▶ _Provided information_

//! In-process tool execution
//!
//! [`EmbeddableMcp`] lets a host call a server's tools directly, without a
//! stdio transport in between. Integration tests use it the same way.
//!
//! ```rust,ignore
//! use mcp_common::EmbeddableMcp;
//! use fantasy_compare_mcp::FantasyCompareMcpServer;
//!
//! let server = FantasyCompareMcpServer::new();
//! let weights = server.call_tool("get_scoring_weights", serde_json::json!({})).await?;
//! ```

use async_trait::async_trait;
use rmcp::model::{CallToolResult, Tool};
use serde_json::Value;

#[derive(Debug, thiserror::Error)]
pub enum EmbeddableError {
    #[error("tool not found: {0}")]
    ToolNotFound(String),

    /// Arguments did not deserialize into the tool's parameter type
    #[error("invalid parameters: {0}")]
    InvalidParams(#[from] serde_json::Error),

    /// The tool ran and returned an MCP error
    #[error("mcp error: {message}")]
    McpError {
        message: String,
        data: Option<Value>,
    },
}

impl From<rmcp::ErrorData> for EmbeddableError {
    fn from(err: rmcp::ErrorData) -> Self {
        EmbeddableError::McpError {
            message: err.message.to_string(),
            data: err.data,
        }
    }
}

pub type EmbeddableResult<T> = Result<T, EmbeddableError>;

/// An MCP server whose tools can be invoked in-process.
///
/// Servers built on `#[tool_router]` implement this by returning
/// `tool_router.list_all()` and dispatching on the tool name.
#[async_trait]
pub trait EmbeddableMcp: Send + Sync {
    /// Name used in MCP configuration files
    fn server_name(&self) -> &str;

    fn list_tools(&self) -> Vec<Tool>;

    /// Run the tool `name` with a JSON object of arguments.
    async fn call_tool(&self, name: &str, params: Value) -> EmbeddableResult<CallToolResult>;

    fn server_description(&self) -> Option<&str> {
        None
    }
}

▶ _What to do_
Set down the full listing. Keep every line exact.

▶ _Result of the task_
//! In-process tool execution
//!
//! [`EmbeddableMcp`] lets a host call a server's tools directly, without a
//! stdio transport in between. Integration tests use it the same way.
//!
//! ```rust,ignore
//! use mcp_common::EmbeddableMcp;
//! use fantasy_compare_mcp::FantasyCompareMcpServer;
//!
//! let server = FantasyCompareMcpServer::new();
//! let weights = server.call_tool("get_scoring_weights", serde_json::json!({})).await?;
//! ```

use async_trait::async_trait;
use rmcp::model::{CallToolResult, Tool};
use serde_json::Value;

#[derive(Debug, thiserror::Error)]
pub enum EmbeddableError {
    #[error("tool not found: {0}")]
    ToolNotFound(String),

    /// Arguments did not deserialize into the tool's parameter type
    #[error("invalid parameters: {0}")]
    InvalidParams(#[from] serde_json::Error),

    /// The tool ran and returned an MCP error
    #[error("mcp error: {message}")]
    McpError {
        message: String,
        data: Option<Value>,
    },
}

impl From<rmcp::ErrorData> for EmbeddableError {
    fn from(err: rmcp::ErrorData) -> Self {
        EmbeddableError::McpError {
            message: err.message.to_string(),
            data: err.data,
        }
    }
}

pub type EmbeddableResult<T> = Result<T, EmbeddableError>;

/// An MCP server whose tools can be invoked in-process.
///
/// Servers built on `#[tool_router]` implement this by returning
/// `tool_router.list_all()` and dispatching on the tool name.
#[async_trait]
pub trait EmbeddableMcp: Send + Sync {
    /// Name used in MCP configuration files
    fn server_name(&self) -> &str;

    fn list_tools(&self) -> Vec<Tool>;

    /// Run the tool `name` with a JSON object of arguments.
    async fn call_tool(&self, name: &str, params: Value) -> EmbeddableResult<CallToolResult>;

    fn server_description(&self) -> Option<&str> {
        None
    }
}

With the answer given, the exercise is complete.